Bifidobacterium pseudolongum contributes to the intestinal barrier dysfunction in mice.

The intestinal barrier consists of mucosal, epithelial, and immunological barriers and serves as a dynamic interface between the host and its environment. Disruption of the intestinal barrier integrity is a leading cause of various gastrointestinal diseases, such as inflammatory bowel disease. The homeostasis of the intestinal barrier is tightly regulated by crosstalk between gut microbes and the immune system; however, the implication of the immune system on the imbalance of gut microbes that disrupts barrier integrity remains to be fully elucidated. An inhibitory immunoglobulin-like receptor, Allergin-1, is expressed on mast cells and dendritic cells and inhibits Toll-like receptor (TLR)-2 and TLR-4 signaling in these cells. Since TLRs are major sensors of microbiota and are involved in local epithelial homeostasis, we investigated the role of Allergin-1 in maintaining intestinal homeostasis.
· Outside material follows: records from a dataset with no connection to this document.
//! Single-shot face detector (ResNet-10 SSD) via ONNX Runtime.
//!
//! Runs the 300×300 SSD face model and keeps the single most confident
//! face. Faces that do not clear the threshold, or whose box collapses after
//! clamping to the image, are reported as "no face" rather than as errors.

use crate::types::FaceRegion;
use image::imageops::FilterType;
use image::RgbImage;
use ndarray::Array4;
use ort::session::Session;
use ort::value::TensorRef;
use parking_lot::Mutex;
use std::path::Path;
use thiserror::Error;

// --- Named constants (no magic numbers) ---
const SSD_INPUT_SIZE: usize = 300;
/// Per-channel mean in BGR order, subtracted before inference.
const SSD_MEAN_BGR: [f32; 3] = [104.0, 177.0, 123.0];
/// Each detection row: [image_id, label, confidence, x1, y1, x2, y2].
const SSD_ROW_LEN: usize = 7;

#[derive(Error, Debug)]
pub enum DetectorError {
    #[error("model file not found: {0}")]
    ModelNotFound(String),
    #[error("inference failed: {0}")]
    InferenceFailed(String),
    #[error("ort: {0}")]
    Ort(#[from] ort::Error),
}

/// Locates the most prominent face in an image.
///
/// `Ok(None)` means no face cleared the threshold. Implementations must be
/// safe to call from several requests at once.
pub trait FaceDetector: Send + Sync {
    fn detect(&self, image: &RgbImage) -> Result<Option<FaceRegion>, DetectorError>;
}

/// SSD-based face detector.
pub struct SsdFaceDetector {
    session: Mutex<Session>,
    threshold: f32,
    min_face_size: f32,
}

impl SsdFaceDetector {
    /// Load the SSD ONNX model from the given path.
    pub fn load(
        model_path: &str,
        threshold: f32,
        min_face_size: f32,
        intra_threads: usize,
    ) -> Result<Self, DetectorError> {
        if !Path::new(model_path).exists() {
            return Err(DetectorError::ModelNotFound(model_path.to_string()));
        }

        let session = Session::builder()?
            .with_intra_threads(intra_threads)?
            .commit_from_file(model_path)?;

        tracing::info!(
            path = model_path,
            threshold,
            inputs = ?session.inputs().iter().map(|i| (i.name(), i.dtype())).collect::<Vec<_>>(),
            outputs = ?session.outputs().iter().map(|o| o.name()).collect::<Vec<_>>(),
            "loaded SSD face detector"
        );

        Ok(Self {
            session: Mutex::new(session),
            threshold,
            min_face_size,
        })
    }

    /// Resize to 300×300 and build a BGR, mean-subtracted NCHW tensor.
    fn preprocess(image: &RgbImage) -> Array4<f32> {
        let size = SSD_INPUT_SIZE;
        let resized = image::imageops::resize(image, size as u32, size as u32, FilterType::Triangle);
        let mut tensor = Array4::<f32>::zeros((1, 3, size, size));

        for (x, y, pixel) in resized.enumerate_pixels() {
            let [r, g, b] = pixel.0;
            let (x, y) = (x as usize, y as usize);
            tensor[[0, 0, y, x]] = b as f32 - SSD_MEAN_BGR[0];
            tensor[[0, 1, y, x]] = g as f32 - SSD_MEAN_BGR[1];
            tensor[[0, 2, y, x]] = r as f32 - SSD_MEAN_BGR[2];
        }

        tensor
    }
}

impl FaceDetector for SsdFaceDetector {
    fn detect(&self, image: &RgbImage) -> Result<Option<FaceRegion>, DetectorError> {
        let input = Self::preprocess(image);

        let rows: Vec<f32> = {
            let mut session = self.session.lock();
            let outputs = session.run(ort::inputs![TensorRef::from_array_view(input.view())?])?;
            let (_, data) = outputs[0]
                .try_extract_tensor::<f32>()
                .map_err(|e| DetectorError::InferenceFailed(format!("detections: {e}")))?;
            data.to_vec()
        };

        if rows.len() % SSD_ROW_LEN != 0 {
            return Err(DetectorError::InferenceFailed(format!(
                "detection tensor length {} is not a multiple of {SSD_ROW_LEN}",
                rows.len()
            )));
        }

        let (width, height) = image.dimensions();
        Ok(select_face(&rows, width, height, self.threshold, self.min_face_size))
    }
}

/// Pick the most confident detection and map it into image pixels.
///
/// Returns `None` when no row clears `threshold`, or when the winning box is
/// narrower or shorter than `min_face_size` once clamped to the image.
fn select_face(
    rows: &[f32],
    width: u32,
    height: u32,
    threshold: f32,
    min_face_size: f32,
) -> Option<FaceRegion> {
    let best = rows
        .chunks_exact(SSD_ROW_LEN)
        .filter(|row| row[2].is_finite() && row[2] >= threshold)
        .max_by(|a, b| a[2].partial_cmp(&b[2]).unwrap_or(std::cmp::Ordering::Equal))?;

    let (w, h) = (width as f32, height as f32);
    let x1 = (best[3] * w).clamp(0.0, w);
    let y1 = (best[4] * h).clamp(0.0, h);
    let x2 = (best[5] * w).clamp(0.0, w);
    let y2 = (best[6] * h).clamp(0.0, h);

    let region = FaceRegion {
        x: x1,
        y: y1,
        width: x2 - x1,
        height: y2 - y1,
        confidence: best[2].min(1.0),
    };

    // NaN coordinates fail both comparisons and land here too.
    if !(region.width >= min_face_size && region.height >= min_face_size) {
        tracing::debug!(?region, min_face_size, "best face candidate is degenerate");
        return None;
    }

    Some(region)
}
Allergin-1-deficient (Milr1 -/-) mice exhibited more severe dextran sulfate sodium (DSS)-induced colitis than did wild-type (WT) mice. Milr1 -/- mice showed an enhanced intestinal permeability than did WT mice even before DSS administration. Treatment of Milr1 -/- mice with neomycin, but not ampicillin, restored intestinal permeability. The 16S rRNA gene sequencing analysis demonstrated that Bifidobacterium (B) pseudolongum was the dominant bacteria in Milr1 -/- mice after treatment with ampicillin. Although the transfer of B. pseudolongum to the germ-free WT mice had no effect on intestinal permeability, its transfer into ampicillin-treated WT mice enhanced intestinal permeability. These results demonstrated that Allergin-1 is involved in intestinal dysbiosis of B. pseudolongum, which contributes to intestinal barrier dysfunction in collaboration with neomycin-sensitive and ampicillin-resistant microbiota.